Look at every line below and count those containing "categories". Answer with the number only.

Collected data entries:
>>>

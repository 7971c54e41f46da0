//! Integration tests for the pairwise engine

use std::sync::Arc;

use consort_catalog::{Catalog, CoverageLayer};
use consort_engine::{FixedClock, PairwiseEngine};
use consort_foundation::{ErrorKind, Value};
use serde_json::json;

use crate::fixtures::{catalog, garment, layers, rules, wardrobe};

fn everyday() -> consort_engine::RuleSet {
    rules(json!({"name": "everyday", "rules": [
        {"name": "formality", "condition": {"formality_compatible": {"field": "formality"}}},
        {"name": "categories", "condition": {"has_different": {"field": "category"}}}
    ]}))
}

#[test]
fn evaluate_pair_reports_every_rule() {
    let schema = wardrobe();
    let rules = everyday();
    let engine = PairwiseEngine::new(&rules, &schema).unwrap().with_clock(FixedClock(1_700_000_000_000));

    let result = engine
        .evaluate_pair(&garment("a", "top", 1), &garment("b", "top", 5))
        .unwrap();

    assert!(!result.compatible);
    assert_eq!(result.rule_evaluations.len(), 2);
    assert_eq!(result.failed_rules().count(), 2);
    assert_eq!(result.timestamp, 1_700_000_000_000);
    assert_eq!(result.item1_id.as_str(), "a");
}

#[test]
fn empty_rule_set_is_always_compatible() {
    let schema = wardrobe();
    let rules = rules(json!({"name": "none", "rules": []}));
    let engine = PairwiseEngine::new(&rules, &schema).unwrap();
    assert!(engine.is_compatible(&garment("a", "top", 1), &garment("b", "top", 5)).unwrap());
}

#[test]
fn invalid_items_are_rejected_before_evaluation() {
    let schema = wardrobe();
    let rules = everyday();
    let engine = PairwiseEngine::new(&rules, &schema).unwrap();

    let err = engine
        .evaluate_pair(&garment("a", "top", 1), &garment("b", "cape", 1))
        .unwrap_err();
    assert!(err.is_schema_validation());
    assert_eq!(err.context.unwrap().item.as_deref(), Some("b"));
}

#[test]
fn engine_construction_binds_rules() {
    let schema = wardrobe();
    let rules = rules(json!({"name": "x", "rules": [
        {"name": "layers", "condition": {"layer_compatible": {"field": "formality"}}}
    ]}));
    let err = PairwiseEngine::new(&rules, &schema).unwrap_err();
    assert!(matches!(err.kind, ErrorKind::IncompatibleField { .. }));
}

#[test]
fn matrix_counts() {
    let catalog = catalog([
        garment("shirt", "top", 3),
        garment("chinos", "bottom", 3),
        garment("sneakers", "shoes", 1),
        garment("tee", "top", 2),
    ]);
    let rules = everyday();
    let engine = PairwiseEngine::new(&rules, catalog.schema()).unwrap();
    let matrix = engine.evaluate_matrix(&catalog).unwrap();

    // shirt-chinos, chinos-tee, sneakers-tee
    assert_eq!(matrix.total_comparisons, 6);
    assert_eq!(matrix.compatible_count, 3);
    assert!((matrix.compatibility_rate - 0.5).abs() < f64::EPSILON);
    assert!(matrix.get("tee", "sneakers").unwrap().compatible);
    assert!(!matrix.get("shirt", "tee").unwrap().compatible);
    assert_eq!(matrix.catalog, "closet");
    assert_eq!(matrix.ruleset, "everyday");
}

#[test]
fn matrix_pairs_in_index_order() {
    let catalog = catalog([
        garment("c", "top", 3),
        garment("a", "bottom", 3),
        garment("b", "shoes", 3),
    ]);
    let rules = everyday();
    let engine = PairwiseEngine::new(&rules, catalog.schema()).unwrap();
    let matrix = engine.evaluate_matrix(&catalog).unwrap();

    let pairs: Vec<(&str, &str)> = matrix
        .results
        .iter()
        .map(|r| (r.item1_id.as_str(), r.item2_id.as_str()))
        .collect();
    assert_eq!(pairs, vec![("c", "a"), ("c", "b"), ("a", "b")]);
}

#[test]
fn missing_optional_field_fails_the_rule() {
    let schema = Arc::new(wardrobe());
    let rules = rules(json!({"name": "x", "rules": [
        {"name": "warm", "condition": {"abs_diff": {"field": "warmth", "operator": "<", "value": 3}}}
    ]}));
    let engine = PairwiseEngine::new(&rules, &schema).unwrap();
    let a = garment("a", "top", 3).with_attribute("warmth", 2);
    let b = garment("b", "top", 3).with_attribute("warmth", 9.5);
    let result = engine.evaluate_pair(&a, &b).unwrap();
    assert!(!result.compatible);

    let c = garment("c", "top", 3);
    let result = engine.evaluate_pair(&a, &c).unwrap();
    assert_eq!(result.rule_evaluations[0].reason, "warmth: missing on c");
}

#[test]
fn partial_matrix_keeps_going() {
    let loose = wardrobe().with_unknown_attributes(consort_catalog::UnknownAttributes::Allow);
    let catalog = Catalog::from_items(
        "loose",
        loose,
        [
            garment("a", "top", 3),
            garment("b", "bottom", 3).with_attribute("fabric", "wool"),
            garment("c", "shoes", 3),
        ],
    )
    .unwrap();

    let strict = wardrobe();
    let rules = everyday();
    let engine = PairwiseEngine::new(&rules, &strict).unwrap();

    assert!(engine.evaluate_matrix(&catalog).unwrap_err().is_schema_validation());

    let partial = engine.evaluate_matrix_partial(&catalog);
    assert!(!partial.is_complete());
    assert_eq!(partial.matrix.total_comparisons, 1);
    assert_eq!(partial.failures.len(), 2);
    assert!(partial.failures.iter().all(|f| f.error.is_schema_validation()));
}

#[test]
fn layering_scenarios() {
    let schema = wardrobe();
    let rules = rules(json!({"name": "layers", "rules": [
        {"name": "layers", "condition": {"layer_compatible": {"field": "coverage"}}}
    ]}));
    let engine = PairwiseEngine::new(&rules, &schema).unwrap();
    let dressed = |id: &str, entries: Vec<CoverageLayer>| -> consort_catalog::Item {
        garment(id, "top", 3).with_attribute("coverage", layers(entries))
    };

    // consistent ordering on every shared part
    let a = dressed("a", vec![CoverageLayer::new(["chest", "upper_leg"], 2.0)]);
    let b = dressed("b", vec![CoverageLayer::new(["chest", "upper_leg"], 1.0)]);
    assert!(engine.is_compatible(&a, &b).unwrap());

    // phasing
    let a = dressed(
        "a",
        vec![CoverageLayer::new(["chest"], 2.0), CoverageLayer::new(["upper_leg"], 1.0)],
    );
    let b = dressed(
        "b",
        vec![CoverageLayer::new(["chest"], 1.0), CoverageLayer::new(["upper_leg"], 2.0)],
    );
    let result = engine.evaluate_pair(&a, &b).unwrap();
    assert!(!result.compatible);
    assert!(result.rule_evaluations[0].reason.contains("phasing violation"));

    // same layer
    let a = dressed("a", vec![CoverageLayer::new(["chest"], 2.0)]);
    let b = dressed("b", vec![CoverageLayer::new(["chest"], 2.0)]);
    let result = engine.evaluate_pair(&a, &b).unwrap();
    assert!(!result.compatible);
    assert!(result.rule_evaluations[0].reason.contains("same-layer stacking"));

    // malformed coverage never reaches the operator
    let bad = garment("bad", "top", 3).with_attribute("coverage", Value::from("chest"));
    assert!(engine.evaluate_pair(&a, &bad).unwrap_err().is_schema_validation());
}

<<<
>>>

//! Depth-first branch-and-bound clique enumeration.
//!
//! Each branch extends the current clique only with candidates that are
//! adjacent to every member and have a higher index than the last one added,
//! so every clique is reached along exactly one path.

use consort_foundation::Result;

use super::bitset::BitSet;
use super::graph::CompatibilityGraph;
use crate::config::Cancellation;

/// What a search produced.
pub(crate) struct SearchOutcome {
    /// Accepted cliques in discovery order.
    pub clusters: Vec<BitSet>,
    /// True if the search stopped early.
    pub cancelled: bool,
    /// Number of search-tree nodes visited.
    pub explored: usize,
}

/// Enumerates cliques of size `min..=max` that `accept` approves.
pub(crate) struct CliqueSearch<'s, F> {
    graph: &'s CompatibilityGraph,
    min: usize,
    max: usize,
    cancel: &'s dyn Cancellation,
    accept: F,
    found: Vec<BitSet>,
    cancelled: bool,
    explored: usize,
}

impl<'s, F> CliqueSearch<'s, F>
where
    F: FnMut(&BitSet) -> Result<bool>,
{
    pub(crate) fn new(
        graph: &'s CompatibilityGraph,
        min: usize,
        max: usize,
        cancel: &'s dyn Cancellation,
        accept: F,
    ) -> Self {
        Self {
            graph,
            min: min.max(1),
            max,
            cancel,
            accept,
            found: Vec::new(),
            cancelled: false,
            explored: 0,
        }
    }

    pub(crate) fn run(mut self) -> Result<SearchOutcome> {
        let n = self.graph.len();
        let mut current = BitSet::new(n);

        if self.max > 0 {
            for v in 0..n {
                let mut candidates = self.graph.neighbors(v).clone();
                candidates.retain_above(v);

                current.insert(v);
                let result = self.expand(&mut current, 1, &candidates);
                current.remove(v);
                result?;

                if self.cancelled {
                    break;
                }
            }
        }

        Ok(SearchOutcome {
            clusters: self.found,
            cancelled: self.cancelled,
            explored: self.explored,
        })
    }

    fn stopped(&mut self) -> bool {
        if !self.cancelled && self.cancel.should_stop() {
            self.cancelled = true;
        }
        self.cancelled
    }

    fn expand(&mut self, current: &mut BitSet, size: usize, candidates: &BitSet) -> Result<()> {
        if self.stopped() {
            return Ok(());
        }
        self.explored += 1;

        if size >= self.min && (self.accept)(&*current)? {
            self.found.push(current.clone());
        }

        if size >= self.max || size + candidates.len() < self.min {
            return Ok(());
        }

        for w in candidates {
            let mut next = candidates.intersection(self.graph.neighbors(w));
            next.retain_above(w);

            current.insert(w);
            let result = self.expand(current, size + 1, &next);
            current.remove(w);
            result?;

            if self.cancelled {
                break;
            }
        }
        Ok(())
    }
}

<<<
>>>

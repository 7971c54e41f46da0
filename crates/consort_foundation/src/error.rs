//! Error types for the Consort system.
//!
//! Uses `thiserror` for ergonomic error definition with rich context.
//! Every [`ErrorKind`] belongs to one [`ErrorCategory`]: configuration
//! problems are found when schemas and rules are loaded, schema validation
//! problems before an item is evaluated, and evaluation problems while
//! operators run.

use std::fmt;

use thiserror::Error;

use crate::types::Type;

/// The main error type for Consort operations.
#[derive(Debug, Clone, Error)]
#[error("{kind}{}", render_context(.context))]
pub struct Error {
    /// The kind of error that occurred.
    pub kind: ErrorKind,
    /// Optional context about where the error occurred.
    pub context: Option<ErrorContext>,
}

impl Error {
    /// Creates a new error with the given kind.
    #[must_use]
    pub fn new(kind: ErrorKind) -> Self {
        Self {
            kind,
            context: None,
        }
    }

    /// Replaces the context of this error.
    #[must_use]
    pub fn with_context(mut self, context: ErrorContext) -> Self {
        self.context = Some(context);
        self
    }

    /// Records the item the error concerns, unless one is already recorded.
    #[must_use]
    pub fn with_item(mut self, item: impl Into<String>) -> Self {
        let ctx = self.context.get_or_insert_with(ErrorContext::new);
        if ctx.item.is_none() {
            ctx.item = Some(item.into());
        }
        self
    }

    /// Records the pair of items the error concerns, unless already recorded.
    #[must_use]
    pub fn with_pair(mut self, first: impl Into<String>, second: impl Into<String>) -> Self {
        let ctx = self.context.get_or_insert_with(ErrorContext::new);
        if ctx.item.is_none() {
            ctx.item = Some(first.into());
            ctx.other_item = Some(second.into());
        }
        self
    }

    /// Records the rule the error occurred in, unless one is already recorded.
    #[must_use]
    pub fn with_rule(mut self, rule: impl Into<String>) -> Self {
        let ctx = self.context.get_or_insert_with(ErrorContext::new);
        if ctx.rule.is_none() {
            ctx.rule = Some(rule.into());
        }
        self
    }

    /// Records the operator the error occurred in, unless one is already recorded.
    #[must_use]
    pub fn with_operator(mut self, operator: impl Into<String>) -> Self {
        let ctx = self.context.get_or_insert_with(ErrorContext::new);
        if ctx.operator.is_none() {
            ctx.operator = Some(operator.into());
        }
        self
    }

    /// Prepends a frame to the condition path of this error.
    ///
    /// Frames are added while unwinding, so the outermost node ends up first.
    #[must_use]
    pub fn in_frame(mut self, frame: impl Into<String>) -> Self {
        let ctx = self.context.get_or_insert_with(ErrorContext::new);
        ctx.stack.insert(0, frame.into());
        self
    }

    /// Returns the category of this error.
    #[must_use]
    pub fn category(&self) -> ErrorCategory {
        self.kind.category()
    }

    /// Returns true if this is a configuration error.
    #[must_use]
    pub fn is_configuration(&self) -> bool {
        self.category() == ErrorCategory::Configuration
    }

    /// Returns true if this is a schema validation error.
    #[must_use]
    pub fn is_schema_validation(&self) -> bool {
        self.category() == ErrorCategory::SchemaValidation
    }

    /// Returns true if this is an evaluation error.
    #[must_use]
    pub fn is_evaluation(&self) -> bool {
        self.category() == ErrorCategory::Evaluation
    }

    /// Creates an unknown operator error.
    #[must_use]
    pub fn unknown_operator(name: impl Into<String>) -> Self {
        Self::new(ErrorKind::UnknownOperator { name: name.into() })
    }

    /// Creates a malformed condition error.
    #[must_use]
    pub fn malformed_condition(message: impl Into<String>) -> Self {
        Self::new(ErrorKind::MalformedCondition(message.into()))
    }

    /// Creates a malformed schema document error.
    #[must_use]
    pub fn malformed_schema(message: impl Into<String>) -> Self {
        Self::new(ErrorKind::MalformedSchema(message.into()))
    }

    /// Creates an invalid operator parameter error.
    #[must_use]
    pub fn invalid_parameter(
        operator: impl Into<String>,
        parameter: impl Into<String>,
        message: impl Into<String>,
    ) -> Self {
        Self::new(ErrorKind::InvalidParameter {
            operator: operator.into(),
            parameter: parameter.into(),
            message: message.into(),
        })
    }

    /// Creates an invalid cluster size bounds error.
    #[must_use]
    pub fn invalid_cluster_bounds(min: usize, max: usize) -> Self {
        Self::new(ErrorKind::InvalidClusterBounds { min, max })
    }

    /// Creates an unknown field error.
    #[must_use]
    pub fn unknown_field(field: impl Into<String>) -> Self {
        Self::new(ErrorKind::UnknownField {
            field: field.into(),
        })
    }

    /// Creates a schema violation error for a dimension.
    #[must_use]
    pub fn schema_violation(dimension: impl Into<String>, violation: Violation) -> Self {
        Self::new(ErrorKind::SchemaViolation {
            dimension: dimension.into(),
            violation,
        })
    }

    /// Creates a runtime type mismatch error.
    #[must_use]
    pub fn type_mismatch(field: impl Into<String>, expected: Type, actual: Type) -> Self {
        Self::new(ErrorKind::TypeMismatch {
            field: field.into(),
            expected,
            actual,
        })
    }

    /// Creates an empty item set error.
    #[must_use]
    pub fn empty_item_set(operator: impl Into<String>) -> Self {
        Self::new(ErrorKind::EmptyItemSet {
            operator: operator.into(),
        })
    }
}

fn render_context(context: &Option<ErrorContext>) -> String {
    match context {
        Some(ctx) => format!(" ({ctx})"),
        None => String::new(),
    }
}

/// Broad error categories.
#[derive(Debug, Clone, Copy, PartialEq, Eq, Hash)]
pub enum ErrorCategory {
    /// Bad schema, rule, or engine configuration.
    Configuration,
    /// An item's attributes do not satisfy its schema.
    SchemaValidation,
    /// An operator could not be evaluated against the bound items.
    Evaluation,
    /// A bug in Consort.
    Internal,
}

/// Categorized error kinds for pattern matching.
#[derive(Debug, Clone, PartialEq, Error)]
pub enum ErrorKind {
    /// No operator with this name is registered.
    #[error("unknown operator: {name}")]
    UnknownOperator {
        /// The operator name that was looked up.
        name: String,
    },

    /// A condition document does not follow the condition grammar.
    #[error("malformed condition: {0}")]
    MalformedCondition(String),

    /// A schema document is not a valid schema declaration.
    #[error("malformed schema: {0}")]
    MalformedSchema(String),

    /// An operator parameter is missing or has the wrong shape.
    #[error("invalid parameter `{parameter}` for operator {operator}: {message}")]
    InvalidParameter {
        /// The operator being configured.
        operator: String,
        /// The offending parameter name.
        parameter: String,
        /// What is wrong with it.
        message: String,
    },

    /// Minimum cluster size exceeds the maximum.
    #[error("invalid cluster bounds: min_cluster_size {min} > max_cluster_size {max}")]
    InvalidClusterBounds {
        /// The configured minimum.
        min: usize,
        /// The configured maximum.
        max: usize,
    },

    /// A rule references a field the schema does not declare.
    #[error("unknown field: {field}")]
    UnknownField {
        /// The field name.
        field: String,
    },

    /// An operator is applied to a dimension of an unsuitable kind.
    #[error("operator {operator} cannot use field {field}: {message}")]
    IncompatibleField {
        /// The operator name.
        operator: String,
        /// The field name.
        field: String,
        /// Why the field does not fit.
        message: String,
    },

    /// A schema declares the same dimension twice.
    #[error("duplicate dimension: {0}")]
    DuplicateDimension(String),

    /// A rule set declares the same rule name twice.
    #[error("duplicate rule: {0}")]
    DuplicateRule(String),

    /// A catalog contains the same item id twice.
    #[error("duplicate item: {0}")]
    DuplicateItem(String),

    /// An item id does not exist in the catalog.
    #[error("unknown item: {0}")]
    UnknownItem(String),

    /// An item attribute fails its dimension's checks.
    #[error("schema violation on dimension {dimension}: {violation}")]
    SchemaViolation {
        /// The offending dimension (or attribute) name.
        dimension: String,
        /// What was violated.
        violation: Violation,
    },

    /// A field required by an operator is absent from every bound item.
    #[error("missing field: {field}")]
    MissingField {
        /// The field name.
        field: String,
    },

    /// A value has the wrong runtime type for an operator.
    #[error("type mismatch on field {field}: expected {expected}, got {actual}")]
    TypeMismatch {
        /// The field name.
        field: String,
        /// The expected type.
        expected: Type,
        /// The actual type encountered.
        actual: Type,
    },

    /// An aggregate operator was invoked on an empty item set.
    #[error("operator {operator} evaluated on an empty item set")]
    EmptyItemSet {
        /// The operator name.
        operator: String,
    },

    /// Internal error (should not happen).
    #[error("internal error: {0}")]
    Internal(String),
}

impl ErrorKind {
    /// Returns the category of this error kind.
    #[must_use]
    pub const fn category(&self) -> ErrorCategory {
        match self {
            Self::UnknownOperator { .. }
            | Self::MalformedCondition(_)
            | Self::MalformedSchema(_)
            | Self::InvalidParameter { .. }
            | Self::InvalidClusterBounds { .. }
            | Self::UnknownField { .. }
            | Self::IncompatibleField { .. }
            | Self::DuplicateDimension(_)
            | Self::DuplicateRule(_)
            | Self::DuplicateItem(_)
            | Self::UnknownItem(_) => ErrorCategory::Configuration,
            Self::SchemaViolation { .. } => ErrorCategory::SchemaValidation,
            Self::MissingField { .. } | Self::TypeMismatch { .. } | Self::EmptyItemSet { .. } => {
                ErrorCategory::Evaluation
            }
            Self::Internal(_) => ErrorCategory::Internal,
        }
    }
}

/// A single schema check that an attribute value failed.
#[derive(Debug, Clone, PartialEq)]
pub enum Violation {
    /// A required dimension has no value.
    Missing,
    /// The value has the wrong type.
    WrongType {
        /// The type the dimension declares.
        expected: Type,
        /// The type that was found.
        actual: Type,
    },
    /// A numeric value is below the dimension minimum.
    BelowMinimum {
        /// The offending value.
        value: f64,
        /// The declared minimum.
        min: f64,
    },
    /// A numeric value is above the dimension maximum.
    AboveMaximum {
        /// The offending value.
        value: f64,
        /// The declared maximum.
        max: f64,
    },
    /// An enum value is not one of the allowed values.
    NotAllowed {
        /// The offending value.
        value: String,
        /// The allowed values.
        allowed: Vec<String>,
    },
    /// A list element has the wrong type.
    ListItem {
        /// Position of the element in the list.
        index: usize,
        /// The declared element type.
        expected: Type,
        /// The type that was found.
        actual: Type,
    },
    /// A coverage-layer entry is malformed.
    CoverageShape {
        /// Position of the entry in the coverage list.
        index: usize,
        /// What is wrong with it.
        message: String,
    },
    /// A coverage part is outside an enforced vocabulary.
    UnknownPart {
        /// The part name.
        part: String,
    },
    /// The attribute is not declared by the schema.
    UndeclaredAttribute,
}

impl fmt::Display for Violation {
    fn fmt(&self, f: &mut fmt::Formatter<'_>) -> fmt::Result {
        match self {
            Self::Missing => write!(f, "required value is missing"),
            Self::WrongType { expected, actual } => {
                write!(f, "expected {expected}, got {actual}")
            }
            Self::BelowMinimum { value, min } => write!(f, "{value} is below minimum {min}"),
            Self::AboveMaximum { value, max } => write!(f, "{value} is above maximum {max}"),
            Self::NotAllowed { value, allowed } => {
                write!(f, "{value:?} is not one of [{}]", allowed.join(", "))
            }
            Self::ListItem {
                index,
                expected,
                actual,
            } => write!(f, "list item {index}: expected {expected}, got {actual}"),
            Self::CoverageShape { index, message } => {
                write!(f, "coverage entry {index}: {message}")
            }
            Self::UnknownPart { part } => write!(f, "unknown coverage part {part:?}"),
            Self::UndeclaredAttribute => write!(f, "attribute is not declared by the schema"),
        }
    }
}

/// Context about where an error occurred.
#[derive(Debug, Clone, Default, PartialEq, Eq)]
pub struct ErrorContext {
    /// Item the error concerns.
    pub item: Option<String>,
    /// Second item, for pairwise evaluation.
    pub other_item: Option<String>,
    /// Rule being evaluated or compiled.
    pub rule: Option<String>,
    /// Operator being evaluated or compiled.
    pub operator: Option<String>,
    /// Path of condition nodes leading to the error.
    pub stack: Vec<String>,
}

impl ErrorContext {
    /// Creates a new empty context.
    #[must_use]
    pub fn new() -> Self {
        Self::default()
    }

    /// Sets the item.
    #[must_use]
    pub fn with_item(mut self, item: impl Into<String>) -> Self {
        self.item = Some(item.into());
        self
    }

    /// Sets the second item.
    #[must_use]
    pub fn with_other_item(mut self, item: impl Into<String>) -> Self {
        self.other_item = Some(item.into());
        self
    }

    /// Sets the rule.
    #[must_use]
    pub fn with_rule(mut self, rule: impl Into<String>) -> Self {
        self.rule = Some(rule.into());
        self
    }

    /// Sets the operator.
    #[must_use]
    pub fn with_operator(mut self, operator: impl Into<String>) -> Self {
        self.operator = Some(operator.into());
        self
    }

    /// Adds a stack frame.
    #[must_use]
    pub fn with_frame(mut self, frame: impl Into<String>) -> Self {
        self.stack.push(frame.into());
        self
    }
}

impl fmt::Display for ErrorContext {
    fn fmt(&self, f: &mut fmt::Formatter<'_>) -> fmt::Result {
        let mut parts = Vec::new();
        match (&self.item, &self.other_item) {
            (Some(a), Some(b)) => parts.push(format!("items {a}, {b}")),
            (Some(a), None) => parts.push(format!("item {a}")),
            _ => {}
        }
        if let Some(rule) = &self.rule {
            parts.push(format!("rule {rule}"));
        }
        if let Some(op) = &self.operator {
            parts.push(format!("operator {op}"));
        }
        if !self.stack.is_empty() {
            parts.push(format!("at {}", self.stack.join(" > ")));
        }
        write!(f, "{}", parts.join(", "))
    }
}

<<<

▶ Response to this task
2